患肩周炎多日,打针吃药不见好,我听从妻子建议,趁从东莞回乡过春节时,到雷州迈坦村找一乡村医生诊治,并顺便探望居住该村的舅父。
正月初九日早上,妻陪我从遂溪县河头镇出发,到了十公里外的迈坦村。“迈坦”为古越语,意为果树多,可见该村历史悠古。该村是当地一大村,有数千人口。我小时候常由母亲带着,来该村探望外婆和舅父、舅母一家,对这里的一山一水是熟稔的。我在乡村医生那里诊治后,便与妻购上礼物,到舅父那里去。
舅父仍在老屋居住。外婆和舅母先后辞世后,表弟一家建了新房屋搬了出去,老屋便为舅父独居,他生活由表弟一直照顾。我与妻入屋后,只见舅父正躺卧床上,妻抢先一步,扶起舅父坐好,并报出我的名字,说是我看望他来了。但舅父听着,一脸茫然,说他不知道我是谁。舅父看着我长大啊,至今,人到老年,既耳失聪,视力、记忆减退,且腿脚也已不利索。我拉着他的手,又几次报上我的名字,但仍唤不回舅父的记忆。
数年前,我因办一小厂,来迈坦村办事,并顺便探望了舅父。

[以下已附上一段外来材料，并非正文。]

//! Aggregate operations over many promises.
//!
//! Each input is first normalized with [`Promise::resolve_with`], so plain
//! values (as [`Resolution::Value`]) and promises can be mixed. Results are
//! always reported in input order, never in completion order.
use std::cell::{Cell, RefCell};
use std::rc::Rc;

use crate::{AggregateError, Promise, PromiseState, Resolution, Scheduler};

/// Outcome of one input of [`Promise::all_settled`].
#[derive(Debug, Clone, PartialEq, Eq)]
pub enum Settled<T, E> {
    Fulfilled(T),
    Rejected(E),
}

impl<T, E> Settled<T, E> {
    pub fn status(&self) -> PromiseState {
        match self {
            Settled::Fulfilled(_) => PromiseState::Fulfilled,
            Settled::Rejected(_) => PromiseState::Rejected,
        }
    }

    pub fn value(&self) -> Option<&T> {
        match self {
            Settled::Fulfilled(value) => Some(value),
            Settled::Rejected(_) => None,
        }
    }

    pub fn reason(&self) -> Option<&E> {
        match self {
            Settled::Fulfilled(_) => None,
            Settled::Rejected(reason) => Some(reason),
        }
    }
}

impl<T, E> From<Result<T, E>> for Settled<T, E> {
    fn from(outcome: Result<T, E>) -> Self {
        match outcome {
            Ok(value) => Settled::Fulfilled(value),
            Err(reason) => Settled::Rejected(reason),
        }
    }
}

fn normalize<T, E, I>(scheduler: &Scheduler, items: I) -> Vec<Promise<T, E>>
where
    T: Clone + 'static,
    E: Clone + 'static,
    I: IntoIterator,
    I::Item: Into<Resolution<T, E>>,
{
    items
        .into_iter()
        .map(|item| Promise::resolve_with(scheduler, item.into()))
        .collect()
}

/// Fixed-size, input-ordered result buffer with a countdown of empty slots.
struct Slots<V> {
    values: RefCell<Vec<Option<V>>>,
    remaining: Cell<usize>,
}

impl<V> Slots<V> {
    fn new(len: usize) -> Rc<Self> {
        Rc::new(Self {
            values: RefCell::new((0..len).map(|_| None).collect()),
            remaining: Cell::new(len),
        })
    }

    /// Fill slot `index`; returns every value once the last slot is filled.
    fn fill(&self, index: usize, value: V) -> Option<Vec<V>> {
        let mut values = self.values.borrow_mut();
        if values[index].is_some() {
            return None;
        }
        values[index] = Some(value);
        self.remaining.set(self.remaining.get() - 1);
        if self.remaining.get() > 0 {
            return None;
        }
        Some(std::mem::take(&mut *values).into_iter().flatten().collect())
    }
}

impl<T: Clone + 'static, E: Clone + 'static> Promise<T, E> {
    /// Fulfill with every value, in input order, once all inputs fulfill.
    /// Reject with the first rejection reason, without waiting for the rest.
    ///
    /// # Examples
    ///
    /// ```
    /// use promise_chain::{Promise, TaskQueue};
    ///
    /// let queue = TaskQueue::new();
    /// let scheduler = queue.scheduler();
    /// let (slow, resolve_slow) = Promise::<i32, String>::with_resolvers(&scheduler);
    /// let fast = Promise::resolve(&scheduler, 2);
    /// let both = Promise::<i32, String>::all(&scheduler, [slow, fast]);
    /// queue.run_until_stalled().unwrap();
    /// resolve_slow.resolve(1);
    /// queue.run_until_stalled().unwrap();
    /// assert_eq!(both.peek(), Some(Ok(vec![1, 2])));
    /// ```
    pub fn all<I>(scheduler: &Scheduler, items: I) -> Promise<Vec<T>, E>
    where
        I: IntoIterator,
        I::Item: Into<Resolution<T, E>>,
    {
        let inputs = normalize(scheduler, items);
        let (output, resolver) = Promise::with_resolvers(scheduler);
        if inputs.is_empty() {
            resolver.resolve(Vec::new());
            return output;
        }
        let slots = Slots::new(inputs.len());
        for (index, input) in inputs.into_iter().enumerate() {
            let slots = slots.clone();
            let resolver = resolver.clone();
            input.subscribe(move |outcome| {
                if resolver.is_settled() {
                    return;
                }
                match outcome {
                    Ok(value) => {
                        if let Some(values) = slots.fill(index, value) {
                            resolver.resolve(values);
                        }
                    }
                    Err(reason) => resolver.reject(reason),
                }
            });
        }
        output
    }

    /// Settle like whichever input settles first.
    ///
    /// An empty input never settles.
    pub fn race<I>(scheduler: &Scheduler, items: I) -> Promise<T, E>
    where
        I: IntoIterator,
        I::Item: Into<Resolution<T, E>>,
    {
        let (output, resolver) = Promise::with_resolvers(scheduler);
        for input in normalize(scheduler, items) {
            let resolver = resolver.clone();
            input.subscribe(move |outcome| resolver.settle(outcome));
        }
        output
    }

    /// Fulfill with the outcome of every input, in input order, once all of
    /// them have settled. Never rejects.
    pub fn all_settled<I>(scheduler: &Scheduler, items: I) -> Promise<Vec<Settled<T, E>>, E>
    where
        I: IntoIterator,
        I::Item: Into<Resolution<T, E>>,
    {
        let inputs = normalize(scheduler, items);
        let (output, resolver) = Promise::with_resolvers(scheduler);
        if inputs.is_empty() {
            resolver.resolve(Vec::new());
            return output;
        }
        let slots = Slots::new(inputs.len());
        for (index, input) in inputs.into_iter().enumerate() {
            let slots = slots.clone();
            let resolver = resolver.clone();
            input.subscribe(move |outcome| {
                if let Some(outcomes) = slots.fill(index, Settled::from(outcome)) {
                    resolver.resolve(outcomes);
                }
            });
        }
        output
    }

    /// Fulfill with the first value any input fulfills with.
    ///
    /// If every input rejects, reject with an [`AggregateError`] holding the
    /// reasons in input order. An empty input rejects immediately.
    pub fn any<I>(scheduler: &Scheduler, items: I) -> Promise<T, AggregateError<E>>
    where
        I: IntoIterator,
        I::Item: Into<Resolution<T, E>>,
    {
        let inputs = normalize(scheduler, items);
        let (output, resolver) = Promise::with_resolvers(scheduler);
        if inputs.is_empty() {
            resolver.reject(AggregateError { errors: Vec::new() });
            return output;
        }
        let slots = Slots::new(inputs.len());
        for (index, input) in inputs.into_iter().enumerate() {
            let slots = slots.clone();
            let resolver = resolver.clone();
            input.subscribe(move |outcome| {
                if resolver.is_settled() {
                    return;
                }
                match outcome {
                    Ok(value) => resolver.resolve(value),
                    Err(reason) => {
                        if let Some(errors) = slots.fill(index, reason) {
                            resolver.reject(AggregateError { errors });
                        }
                    }
                }
            });
        }
        output
    }
}

#[cfg(test)]
mod tests {
    use super::{Settled, Slots};
    use crate::{AggregateError, Promise, PromiseState, Resolution, TaskQueue};

    #[test]
    fn test_slots_complete_once() {
        let slots = Slots::new(2);
        assert_eq!(slots.fill(1, "b"), None);
        assert_eq!(slots.fill(1, "again"), None);
        assert_eq!(slots.fill(0, "a"), Some(vec!["a", "b"]));
    }

    #[test]
    fn test_all_mixes_values_and_promises() {
        let queue = TaskQueue::new();
        let scheduler = queue.scheduler();
        let items = vec![
            Resolution::Value(1),
            Resolution::Chain(Promise::resolve(&scheduler, 2)),
            Resolution::Value(3),
        ];
        let all = Promise::<i32, ()>::all(&scheduler, items);
        queue.run_until_stalled().unwrap();
        assert_eq!(all.peek(), Some(Ok(vec![1, 2, 3])));
    }

    #[test]
    fn test_all_empty_fulfills() {
        let queue = TaskQueue::new();
        let all = Promise::<i32, ()>::all(&queue.scheduler(), Vec::<Promise<i32, ()>>::new());
        assert_eq!(all.peek(), Some(Ok(vec![])));
    }

    #[test]
    fn test_all_reports_first_rejection_only() {
        let queue = TaskQueue::new();
        let scheduler = queue.scheduler();
        let (first, reject_first) = Promise::<i32, &str>::with_resolvers(&scheduler);
        let (second, reject_second) = Promise::<i32, &str>::with_resolvers(&scheduler);
        let all = Promise::<i32, &str>::all(&scheduler, [first, second]);
        reject_second.reject("second");
        queue.run_until_stalled().unwrap();
        reject_first.reject("first");
        queue.run_until_stalled().unwrap();
        assert_eq!(all.peek(), Some(Err("second")));
        let _ = all.catch(|_| Ok(Resolution::Value(Vec::new())));
    }

    #[test]
    fn test_race_takes_first_settled() {
        let queue = TaskQueue::new();
        let scheduler = queue.scheduler();
        let (slow, resolve_slow) = Promise::<i32, &str>::with_resolvers(&scheduler);
        let (fast, reject_fast) = Promise::<i32, &str>::with_resolvers(&scheduler);
        let race = Promise::<i32, &str>::race(&scheduler, [slow, fast]);
        reject_fast.reject("fast");
        resolve_slow.resolve(1);
        queue.run_until_stalled().unwrap();
        assert_eq!(race.peek(), Some(Err("fast")));
        let _ = race.catch(|_| Ok(Resolution::Value(0)));
    }

    #[test]
    fn test_race_fulfillment_wins_and_later_rejection_is_ignored() {
        let queue = TaskQueue::new();
        let scheduler = queue.scheduler();
        let (pending, reject_pending) = Promise::<i32, &str>::with_resolvers(&scheduler);
        let race = Promise::<i32, &str>::race(&scheduler, [pending, Promise::resolve(&scheduler, 1)]);
        queue.run_until_stalled().unwrap();
        assert_eq!(race.peek(), Some(Ok(1)));
        reject_pending.reject("late");
        queue.run_until_stalled().unwrap();
        assert_eq!(race.peek(), Some(Ok(1)));
    }

    #[test]
    fn test_race_empty_stays_pending() {
        let queue = TaskQueue::new();
        let race = Promise::<i32, ()>::race(&queue.scheduler(), Vec::<Promise<i32, ()>>::new());
        queue.run_until_stalled().unwrap();
        assert_eq!(race.state(), PromiseState::Pending);
    }

    #[test]
    fn test_all_settled_waits_for_every_input() {
        let queue = TaskQueue::new();
        let scheduler = queue.scheduler();
        let (late, resolve_late) = Promise::<i32, &str>::with_resolvers(&scheduler);
        let settled = Promise::<i32, &str>::all_settled(
            &scheduler,
            [Promise::reject(&scheduler, "early"), late],
        );
        queue.run_until_stalled().unwrap();
        assert_eq!(settled.state(), PromiseState::Pending);
        resolve_late.resolve(7);
        queue.run_until_stalled().unwrap();
        let outcomes = settled.peek().unwrap().unwrap();
        assert_eq!(
            outcomes,
            vec![Settled::Rejected("early"), Settled::Fulfilled(7)]
        );
        assert_eq!(outcomes[0].status(), PromiseState::Rejected);
        assert_eq!(outcomes[0].reason(), Some(&"early"));
        assert_eq!(outcomes[1].value(), Some(&7));
    }

    #[test]
    fn test_any_first_fulfillment_wins() {
        let queue = TaskQueue::new();
        let scheduler = queue.scheduler();
        let any = Promise::<i32, &str>::any(
            &scheduler,
            [
                Promise::<i32, &str>::reject(&scheduler, "a"),
                Promise::resolve(&scheduler, 2),
                Promise::resolve(&scheduler, 3),
            ],
        );
        queue.run_until_stalled().unwrap();
        assert_eq!(any.peek(), Some(Ok(2)));
    }

    #[test]
    fn test_any_empty_rejects() {
        let queue = TaskQueue::new();
        let any = Promise::<i32, ()>::any(&queue.scheduler(), Vec::<Promise<i32, ()>>::new());
        assert_eq!(any.peek(), Some(Err(AggregateError { errors: vec![] })));
        let _ = any.catch(|_| Ok(Resolution::Value(0)));
    }
}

那时,他耳聪目明,身体、精神状态尚好,彼此相谈甚欢。后来,我便浪迹在外。偶尔回乡,也只是从母亲口里了解一下舅父的生活状况。此次与舅父相见,我一时徒生暗伤,悲从心来。舅父年届八十,真的老了啊!这是一个与红土地打了一辈子交道的老人,这是一个风里来雨里去在红土地上辛勤劳作的老人,现只能与老屋为伍,与孤独为伴,度着淡然若水的晚年。
我与妻陪着舅父,不再说什么,也不知说些什么。什么艰辛与困苦,什么欣喜与欢乐,什么坎坷与追求,什么惦记与思念,难道已在舅父的记忆里统统封存?听着门外传来一阵阵春节的鞭炮声,我一时心生酸楚,不能抑制。有道是:神仙在天上,凡人在地上。舅父,我们本是凡人,看到你居有定所(虽然老屋略显破旧),老有所养,我的心已深感释然!